Yes, I ask the seller and they're wild caught and rare, however he feed them with micro pellets and they're not picky eaters at all, that's an good thing

They were on my wishlist but I forgot them until I saw these live today...they're really awesome, really tiny (1,5-2cm max), blue eyed, black mat stripe and light red tail, lovely!

Thinking of buying 5 as dither fishes for my ember tetra.


----------



## CooKieS (17 Nov 2016)

Rare moss addition today;

Fissidens Bryoides


----------



## CooKieS (18 Nov 2016)

Cheers


----------



## CooKieS (25 Nov 2016)

Weekend update, SLOW growing.


----------



## dw1305 (25 Nov 2016)

Hi all,





CooKieS said:


> Fissidens Bryoides


Looks like you have <"_Plagiomnium affine"> _as well. I'm not sure either moss likes it too wet.

cheers Darrel


----------



## Manisha (27 Nov 2016)

I can see why you decided to settle on embers finally - their colouration is really vibrant & you've captured them really well - really top class photography!


----------



## CooKieS (1 Dec 2016)

Hi,

Rare fish addition; parotocinclus sp. 'peru' , hope it survives!


----------



## dw1305 (1 Dec 2016)

Hi all,





CooKieS said:


> parotocinclus sp. 'peru'


Now that is a <"very unusual fish">. 
I think it maybe the fish sold as _<"Parotocinclus_ sp. 3">.

Have a look at these threads on PlanetCatfish <"_Parotocinclus_ sp. (3)">, <_Parotocinclus_ sp. Nanay Eanea> & <"Feeding_ Nannoptoma_ sp. Peru">.

cheers Darrel


----------



## CooKieS (1 Dec 2016)

dw1305 said:


> Hi all,Now that is a <"very unusual fish">.
> I think it maybe the fish sold as _<"Parotocinclus_ sp. 3">.
> 
> Have a look at these threads on PlanetCatfish <"_Parotocinclus_ sp. (3)">, <_Parotocinclus_ sp. Nanay Eanea> & <"Feeding_ Nannoptoma_ sp. Peru">.
> ...



 You're the man, thank you!


----------



## CooKieS (6 Dec 2016)

Hi, small video update, feeding frenzy!


----------



## Greenfinger2 (7 Dec 2016)

Hi CooKieS, Stunning Scape love the fish too


----------



## BBogdan (8 Dec 2016)

I love this one , it looks so wild ! 
Good job so far .


----------



## CooKieS (9 Dec 2016)

Thanks guys, appreciate it.

However I'll need your help, my staurogyne repens aren't growing, why? CO2 is ok, lights 7h/day, dosing Npk daily since 2 weeks and micros 1x week...all the others plants are growing OK...any advice is welcome as I never had this plant before.


----------



## CooKieS (10 Dec 2016)

Hi there, started to dose micros + macros daily, added some light power and co2, we'll see if S.Repens grow better!

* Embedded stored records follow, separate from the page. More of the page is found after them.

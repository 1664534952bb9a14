//! Startup and shutdown of the delta sensors.
//!
//! Startup waits for the bridge session, runs the discovery pass once and
//! spawns one sampler per active device. If the bridge cannot be reached
//! within the configured retries the platform stays inert: no devices are
//! created and nothing is sampled, but the process keeps running.

use crate::config::Config;
use crate::delta::{DeltaDevice, DeltaRegistry, DeltaSampler, DiscoveryReport};
use crate::error::{DeltaError, Result};
use crate::host::AccessoryHost;
use crate::hue::{HueSession, SensorGateway};
use crate::sensors::SensorResolver;
use log::{error, info, warn};
use std::sync::Arc;
use tokio_util::sync::CancellationToken;
use tokio_util::task::TaskTracker;

pub struct DeltaPlatform {
    config: Config,
    session: Arc<HueSession>,
    registry: DeltaRegistry,
    shutdown: CancellationToken,
    samplers: TaskTracker,
    started: bool,
}

impl DeltaPlatform {
    pub fn new(config: Config, session: Arc<HueSession>, host: Arc<dyn AccessoryHost>) -> Self {
        Self {
            config,
            session,
            registry: DeltaRegistry::new(host),
            shutdown: CancellationToken::new(),
            samplers: TaskTracker::new(),
            started: false,
        }
    }

    /// Connect, discover and start sampling. Discovery runs at most once;
    /// calling this again after a successful start is an error.
    pub async fn start(&mut self) -> Result<DiscoveryReport> {
        if self.started {
            return Err(DeltaError::Configuration(
                "delta platform is already started".to_string(),
            ));
        }

        let gateway = self.wait_for_bridge().await?;

        let resolver = SensorResolver::new(gateway.clone());
        let report = self
            .registry
            .discover(&self.config.deltas, &resolver)
            .await?;
        self.started = true;

        for device in self.registry.devices() {
            let sampler = DeltaSampler::new(device, gateway.clone(), self.config.interval());
            self.samplers.spawn(sampler.run(self.shutdown.clone()));
        }
        info!(
            "[Delta] Started {} sampler(s), interval {:?}",
            self.samplers.len(),
            self.config.interval()
        );

        Ok(report)
    }

    /// Try the session up to `startup_retries + 1` times.
    async fn wait_for_bridge(&self) -> Result<Arc<dyn SensorGateway>> {
        let attempts = self.config.startup_retries.saturating_add(1);
        let mut attempt = 1;
        loop {
            match self.session.ready().await {
                Ok(gateway) => return Ok(gateway),
                Err(e) if attempt >= attempts => {
                    error!(
                        "[Hue] Giving up on the bridge after {} attempt(s): {}",
                        attempt, e
                    );
                    return Err(e);
                }
                Err(e) => {
                    warn!(
                        "[Hue] Bridge not ready (attempt {}/{}): {}; retrying in {:?}",
                        attempt,
                        attempts,
                        e,
                        self.config.startup_retry_delay()
                    );
                }
            }

            tokio::select! {
                _ = self.shutdown.cancelled() => {
                    return Err(DeltaError::GatewayUnavailable("startup cancelled".to_string()));
                }
                _ = tokio::time::sleep(self.config.startup_retry_delay()) => {}
            }
            attempt += 1;
        }
    }

    pub fn devices(&self) -> Vec<Arc<DeltaDevice>> {
        self.registry.devices()
    }

    /// Token that stops every sampler (and a pending startup) when cancelled.
    pub fn shutdown_token(&self) -> CancellationToken {
        self.shutdown.clone()
    }

    /// Stop all samplers and wait for them to finish.
    pub async fn shutdown(&self) {
        self.shutdown.cancel();
        self.samplers.close();
        self.samplers.wait().await;
        info!("[Delta] All samplers stopped");
    }
}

Last fish addition before overstocking this 60F, a trio of sparkling gouramis, very smart and interesting fishes. 











Cheers


----------



## jackychun218 (12 Dec 2016)

Staurogyne repens does not need lots of light as per my experience. If it is not melting, it might be adapting to the environment and will grow better soon. I also notice it is slow grown plant, so it takes up nutrients slower than the other plant. 

Cheers!


Sent from my iPhone using Tapatalk


----------



## Manisha (14 Dec 2016)

CooKieS said:


> Hi there, started to dose micros + macros daily, added some light power and co2, we'll see if S.Repens grow better!
> 
> Last fish addition before overstocking this 60F, a trio of sparkling gouramis, very smart and interesting fishes.
> 
> ...



They are so cute!


----------



## CooKieS (26 Dec 2016)

Hi there and merry Xmas!





Lost my rare paratocinclus peru and one sparkling gourami jumped out of the tank.

I'm still struggling with the staurogyne repens...still no growth, tried to increase light and CO2 but hasn't done anything.
Now I'm dosing tropica premium (micros) and K (brighty K) daily...we'll see...

Other plants are OK, roots of the smallest carpet plant, elatine hydropiper, are Impressive:








Cheers!


----------



## dw1305 (28 Dec 2016)

Hi all,





CooKieS said:


> Lost my rare paratocinclus peru


Sorry to hear that, I think they are exceptionally difficult to keep initialy.





CooKieS said:


> and one sparkling gourami jumped out of the tank.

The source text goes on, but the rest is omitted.